What you should do =>
From the entries that follow, copy each line in which "super" appears.
BEGIN Supplied material
// SPDX-License-Identifier: Apache-2.0 OR MIT
// Copyright (c) 2025-2026 naskel.com

//! Ring store over one shared memory segment.
//!
//! # Write Protocol
//!
//! Writer (one per store):
//! 1. `write_split(id, meta, data)` copies metadata then data into slot `id % n_slots`
//! 2. The caller publishes `id` on the paired notifier (Release)
//!
//! Reader:
//! 1. Receives `id` from its subscriber (Acquire)
//! 2. Reads `slot(id)` in place
//!
//! Nothing stops the writer from lapping a slow reader. A view taken for `id`
//! shows `id + k * n_slots` once the writer gets there.

use super::layout::SlotLayout;
use super::segment::ShmSegment;
use super::{Result, StoreError};
use std::ptr;

/// Read view of one slot.
#[derive(Debug, Clone, Copy)]
pub struct SlotView<'a> {
    meta: &'a [u8],
    data: &'a [u8],
}

impl<'a> SlotView<'a> {
    /// Metadata sub-region (empty for stores created without one).
    #[inline]
    #[must_use]
    pub fn meta(&self) -> &'a [u8] {
        self.meta
    }

    /// Data sub-region.
    #[inline]
    #[must_use]
    pub fn data(&self) -> &'a [u8] {
        self.data
    }
}

/// Write view of one slot.
#[derive(Debug)]
pub struct SlotViewMut<'a> {
    meta: &'a mut [u8],
    data: &'a mut [u8],
}

impl SlotViewMut<'_> {
    #[inline]
    pub fn meta(&mut self) -> &mut [u8] {
        &mut *self.meta
    }

    #[inline]
    pub fn data(&mut self) -> &mut [u8] {
        &mut *self.data
    }

    /// Both sub-regions at once.
    #[inline]
    pub fn split(&mut self) -> (&mut [u8], &mut [u8]) {
        (&mut *self.meta, &mut *self.data)
    }
}

/// Named shared-memory arena of fixed-size slots addressed by `id % n_slots`.
///
/// Create with [`RingStore::create`] / [`RingStore::create_split`] in the
/// writer process, attach with [`RingStore::open`] in readers. Dropping a store
/// unmaps it; [`RingStore::destroy`] also removes the name.
pub struct RingStore {
    segment: ShmSegment,
    layout: SlotLayout,
}

impl RingStore {
    /// Create (or attach to) a store whose slots carry only data.
    ///
    /// # Errors
    ///
    /// Returns error if the geometry is invalid or the segment cannot be
    /// created, sized or mapped.
    pub fn create(name: &str, slot_bytes: usize, n_slots: usize) -> Result<Self> {
        Self::create_split(name, 0, slot_bytes, n_slots)
    }

    /// Create (or attach to) a store whose slots carry metadata then data.
    pub fn create_split(
        name: &str,
        meta_bytes: usize,
        data_bytes: usize,
        n_slots: usize,
    ) -> Result<Self> {
        let layout = SlotLayout::new(meta_bytes, data_bytes, n_slots)?;
        let segment = ShmSegment::create(name, layout.total_bytes())?;

        log::info!(
            "[STORE] created {} slots={} meta={} data={} total={}",
            segment.name(),
            n_slots,
            meta_bytes,
            data_bytes,
            layout.total_bytes()
        );

        Ok(Self { segment, layout })
    }

    /// Attach to a store created by another process.
    ///
    /// # Errors
    ///
    /// Returns `NotFound` if the store does not exist yet.
    pub fn open(name: &str, meta_bytes: usize, data_bytes: usize, n_slots: usize) -> Result<Self> {
        let layout = SlotLayout::new(meta_bytes, data_bytes, n_slots)?;
        let segment = ShmSegment::open(name, layout.total_bytes())?;

        log::debug!("[STORE] attached {} slots={}", segment.name(), n_slots);

        Ok(Self { segment, layout })
    }

    #[inline]
    #[must_use]
    pub fn layout(&self) -> &SlotLayout {
        &self.layout
    }

    /// Normalized shm name (with leading `/`).
    #[inline]
    #[must_use]
    pub fn name(&self) -> &str {
        self.segment.name()
    }

    #[inline]
    fn bytes(&self) -> &[u8] {
        // SAFETY:
        // - the mapping is valid for segment.size() bytes until self is dropped
        // - total_bytes() == segment.size() by construction
        // - other processes may write the region concurrently; readers accept torn
        //   content (single writer, id published through the notifier afterwards)
        unsafe { std::slice::from_raw_parts(self.segment.as_ptr(), self.layout.total_bytes()) }
    }

    #[inline]
    fn bytes_mut(&mut self) -> &mut [u8] {
        // SAFETY:
        // - the mapping is valid for segment.size() bytes until self is dropped
        // - &mut self ensures no other view into this handle is alive
        unsafe { std::slice::from_raw_parts_mut(self.segment.as_ptr(), self.layout.total_bytes()) }
    }

    /// Copy `data` into the data sub-region of the slot for `id`.
    ///
    /// Bytes past `data.len()` keep their previous content.
    ///
    /// # Errors
    ///
    /// Returns `PayloadTooLarge` if `data` does not fit.
    pub fn write(&mut self, id: u64, data: &[u8]) -> Result<()> {
        let capacity = self.layout.data_bytes();
        if data.len() > capacity {
            return Err(StoreError::PayloadTooLarge {
                size: data.len(),
                capacity,
            });
        }

        let start = self.layout.data_range(id).start;
        let dst = &mut self.bytes_mut()[start..start + data.len()];
        copy_into(dst, data);
        Ok(())
    }

    /// Copy `meta` into the metadata sub-region, then `data` into the data sub-region.
    ///
    /// # Errors
    ///
    /// Returns `PayloadTooLarge` if either part does not fit. Nothing is
    /// written in that case.
    pub fn write_split(&mut self, id: u64, meta: &[u8], data: &[u8]) -> Result<()> {
        if meta.len() > self.layout.meta_bytes() {
            return Err(StoreError::PayloadTooLarge {
                size: meta.len(),
                capacity: self.layout.meta_bytes(),
            });
        }
        if data.len() > self.layout.data_bytes() {
            return Err(StoreError::PayloadTooLarge {
                size: data.len(),
                capacity: self.layout.data_bytes(),
            });
        }

        let mut view = self.slot_mut(id);
        let (meta_dst, data_dst) = view.split();
        copy_into(&mut meta_dst[..meta.len()], meta);
        copy_into(&mut data_dst[..data.len()], data);
        Ok(())
    }

    /// Whole slot for `id` (metadata followed by data).
    #[inline]
    #[must_use]
    pub fn get(&self, id: u64) -> &[u8] {
        let range = self.layout.slot_range(id);
        &self.bytes()[range]
    }

    /// Whole slot for `id`, writable in place.
    #[inline]
    pub fn get_mut(&mut self, id: u64) -> &mut [u8] {
        let range = self.layout.slot_range(id);
        &mut self.bytes_mut()[range]
    }

    /// Split read view of the slot for `id`.
    #[inline]
    #[must_use]
    pub fn slot(&self, id: u64) -> SlotView<'_> {
        let (meta, data) = self.get(id).split_at(self.layout.meta_bytes());
        SlotView { meta, data }
    }

    /// Split write view of the slot for `id`.
    #[inline]
    pub fn slot_mut(&mut self, id: u64) -> SlotViewMut<'_> {
        let meta_bytes = self.layout.meta_bytes();
        let (meta, data) = self.get_mut(id).split_at_mut(meta_bytes);
        SlotViewMut { meta, data }
    }

    /// Unmap the store and remove its name.
    ///
    /// Other processes keep their mappings until they drop them.
    pub fn destroy(self) -> Result<()> {
        let name = self.segment.name().to_string();
        drop(self.segment);
        ShmSegment::unlink(&name)?;
        log::info!("[STORE] destroyed {}", name);
        Ok(())
    }
}

impl std::fmt::Debug for RingStore {
    fn fmt(&self, f: &mut std::fmt::Formatter<'_>) -> std::fmt::Result {
        f.debug_struct("RingStore")
            .field("name", &self.segment.name())
            .field("layout", &self.layout)
            .finish()
    }
}

#[inline]
fn copy_into(dst: &mut [u8], src: &[u8]) {
    debug_assert_eq!(dst.len(), src.len());
    // SAFETY:
    // - dst and src have equal length (asserted above, guaranteed by callers)
    // - src is caller memory, dst is inside the mapping: they never overlap
    unsafe { ptr::copy_nonoverlapping(src.as_ptr(), dst.as_mut_ptr(), src.len()) };
}

#[cfg(test)]
mod tests {
    use super::*;

    fn unique_name() -> String {
        format!("stdaq_ring_test_{}_{}", std::process::id(), fastrand::u64(..))
    }

    #[test]
    fn test_write_then_get() {
        let name = unique_name();
        let mut store = RingStore::create(&name, 16, 4).expect("create");

        store.write(2, b"hello").unwrap();
        assert_eq!(&store.get(2)[..5], b"hello");
        assert_eq!(&store.get(6)[..5], b"hello");

        store.destroy().unwrap();
    }

    #[test]
    fn test_congruent_ids_last_writer_wins() {
        let name = unique_name();
        let mut store = RingStore::create(&name, 8, 10).expect("create");

        store.write(3, &[1; 8]).unwrap();
        store.write(13, &[2; 8]).unwrap();
        assert_eq!(store.get(3), &[2; 8]);
        assert_eq!(store.get(13), &[2; 8]);

        store.destroy().unwrap();
    }

    #[test]
    fn test_payload_too_large() {
        let name = unique_name();
        let mut store = RingStore::create_split(&name, 4, 8, 2).expect("create");

        let err = store.write(0, &[0; 9]).unwrap_err();
        assert!(matches!(
            err,
            StoreError::PayloadTooLarge {
                size: 9,
                capacity: 8
            }
        ));
        assert!(store.write_split(0, &[0; 5], &[0; 8]).is_err());
        assert!(store.write(0, &[7; 8]).is_ok());

        store.destroy().unwrap();
    }

    #[test]
    fn test_split_views() {
        let name = unique_name();
        let mut store = RingStore::create_split(&name, 4, 8, 3).expect("create");

        store.write_split(5, &[9, 9, 9, 9], &[1, 2, 3, 4, 5, 6, 7, 8]).unwrap();
        let view = store.slot(5);
        assert_eq!(view.meta(), &[9, 9, 9, 9]);
        assert_eq!(view.data(), &[1, 2, 3, 4, 5, 6, 7, 8]);
        assert_eq!(store.get(5).len(), 12);

        // Neighbouring slots untouched
        assert!(store.slot(4).data().iter().all(|&b| b == 0));
        assert!(store.slot(6).meta().iter().all(|&b| b == 0));

        {
            let mut view = store.slot_mut(5);
            view.data()[0] = 42;
            view.meta()[3] = 0;
        }
        assert_eq!(store.slot(5).data()[0], 42);
        assert_eq!(store.slot(5).meta(), &[9, 9, 9, 0]);

        store.destroy().unwrap();
    }

    #[test]
    fn test_open_sees_writer_bytes() {
        let name = unique_name();
        let mut writer = RingStore::create_split(&name, 8, 32, 4).expect("create");
        let reader = RingStore::open(&name, 8, 32, 4).expect("open");

        writer.write_split(1, &[1; 8], &[0xAB; 32]).unwrap();
        assert_eq!(reader.slot(1).meta(), &[1; 8]);
        assert_eq!(reader.slot(1).data(), &[0xAB; 32]);

        drop(reader);
        writer.destroy().unwrap();
    }

    #[test]
    fn test_open_missing_store() {
        let err = RingStore::open(&unique_name(), 0, 16, 4).unwrap_err();
        assert!(matches!(err, StoreError::NotFound(_)));
    }

    #[test]
    fn test_destroy_removes_name() {
        let name = unique_name();
        let store = RingStore::create(&name, 16, 2).expect("create");
        assert!(ShmSegment::exists(&name));
        store.destroy().unwrap();
        assert!(!ShmSegment::exists(&name));
    }

    #[test]
    fn test_invalid_geometry() {
        assert!(matches!(
            RingStore::create(&unique_name(), 16, 0),
            Err(StoreError::InvalidGeometry(_))
        ));
    }
}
END Supplied material
Output below =>
use super::layout::SlotLayout;
use super::segment::ShmSegment;
use super::{Result, StoreError};
    use super::*;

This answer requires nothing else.